Du lever de rideau à la note finale, les numéros s’enchaînent sans que le spectateur ait le temps de dire ouf. Au détour d’une chorégraphie, un aquarium géant sort du sol. Une danseuse plonge dans le bassin, où barbotent plusieurs énormes pythons pendant plusieurs minutes. Des petits poneys font aussi leur apparition sur scène, bichonnés comme des princesses. 

Le spectacle jongle entre numéros de danseuses et acrobaties, sans oublier bien sûr le célèbre numéro de French Cancan. Pas une fausse note et les costumes sont plus scintillants les uns que les autres.

En coulisses, le travail à réaliser pour un rendu parfait représente pourtant un travail de titan.

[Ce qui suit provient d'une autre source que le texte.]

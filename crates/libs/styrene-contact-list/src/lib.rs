//! # styrene-contact-list
//!
//! List model for address book frontends. A [`ListStore`] turns the batches a
//! [`ContactSource`] streams into an indexable sequence of rows, each backed by
//! a master contact in the store's [`contacts_core::IdentityGraph`].
//!
//! Structural changes are reported immediately. Change notifications and
//! reordering are deferred to [`ListStore::tick`], so many updates within one
//! main-loop iteration cost one resort.
//!
//! ## Example
//!
//! ```rust
//! use contact_list::{ChannelSource, ListStore, ListStoreConfig};
//! use contacts_core::ContactRecord;
//!
//! let source = ChannelSource::new("book").with_contacts([
//!     ContactRecord::new("bob").with_name("Bob"),
//!     ContactRecord::new("ann").with_name("Ann"),
//! ]);
//! let mut store = ListStore::new(ListStoreConfig::default());
//! store.set_source(source.clone()).unwrap();
//! store.tick();
//!
//! assert_eq!(store.row_at(0).map(|row| row.uid()), Some("ann"));
//! source.remove(["ann"]);
//! store.tick();
//! assert_eq!(store.row_at(0).map(|row| row.uid()), Some("bob"));
//! ```

mod array;
pub mod config;
pub mod error;
mod index;
pub mod notify;
pub mod sort;
pub mod source;
pub mod store;

pub use array::{Balloon, RowKey};
pub use config::{ConfigError, ListStoreConfig, DEFAULT_PREALLOC_CHUNK};
pub use error::ListError;
pub use notify::{ListEvent, ListObserver, ObserverId};
pub use sort::{GroupSort, PrimarySort, SortKey, SortScheduler};
pub use source::{ChannelSource, ContactSource, SequenceStatus, SourceEvent};
pub use store::{ListStore, ListStoreRow};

Aujourd’hui, 400 personnes font tourner le Moulin, dont 22 couturiers qui reprennent chaque jour à la main chacun des costumes, à la paillette près. Les perruques des danseuses sont faites à partir de vrais cheveux et les plumes multicolores d’autruches, de coqs et de paons sont confectionnées par la maison Février, spécialiste de la plume qui collabore avec de grands noms de la mode. La maison Clairvoy, qui fabrique artisanalement depuis 1945 des chaussures sur mesure pour le monde du spectacle, est chargée quant à elle de confectionner les chaussures des danseurs.

A eux seuls, les lumières et costumes ont représenté un budget 4 millions d’euros d’investissement.

Un petit bout de rêve à la française

Jean-Jacques Clérico, qui a repris l’entreprise familiale du Moulin Rouge en 2009, a le souci de préserver un savoir-faire français. Le maintien de ce savoir-faire unique, l’entrepreneur de 55 ans le dédie entièrement à son public venu chercher du rêve et une "histoire" française. Dress-code oblige, la plupart des spectateurs qui viennent au Moulin Rouge s’y rendent en tenue de soirée. Jean-Jacques Clérico esquisse un sourire et confie: "Les clients +s’habillent+ encore pour venir au Moulin, mais il arrive que certains étrangers, en majorité venus d’Asie, qui ne sont pas réellement au courant des dress-code européens, arrivent au Moulin en tenue ‘‘casual’’, ce qui provoque parfois des situations cocasses mais ne doit pas se produire trop souvent, pour préserver l’image +premium+ du Moulin".

La santé et l’épanouissement de ses danseurs est l’un des objectifs principaux du patron du Moulin Rouge. Les salaires des cent personnes sous contrat avec l’entreprise vont de 3.000 à 6.000 euros par mois. "L’ambiance en coulisses est fondamentale pour que le spectacle soit réussi. Les jeunes filles étrangères qui décident de travailler pour le Moulin Rouge quittent leur pays d’origine et leur famille. A leur arrivée, elles doivent suivre un mois de répétitions intensives et nous les aidons à trouver un logement et à s’acclimater à Paris".

Le succès de la revue Féérie, présentée au Moulin Rouge depuis 15 ans, ne faiblit pas. En 2013, le chiffre d’affaires de l’institution s’est élevé à 65 millions d’euros, 1 millions de plus qu’en 2012.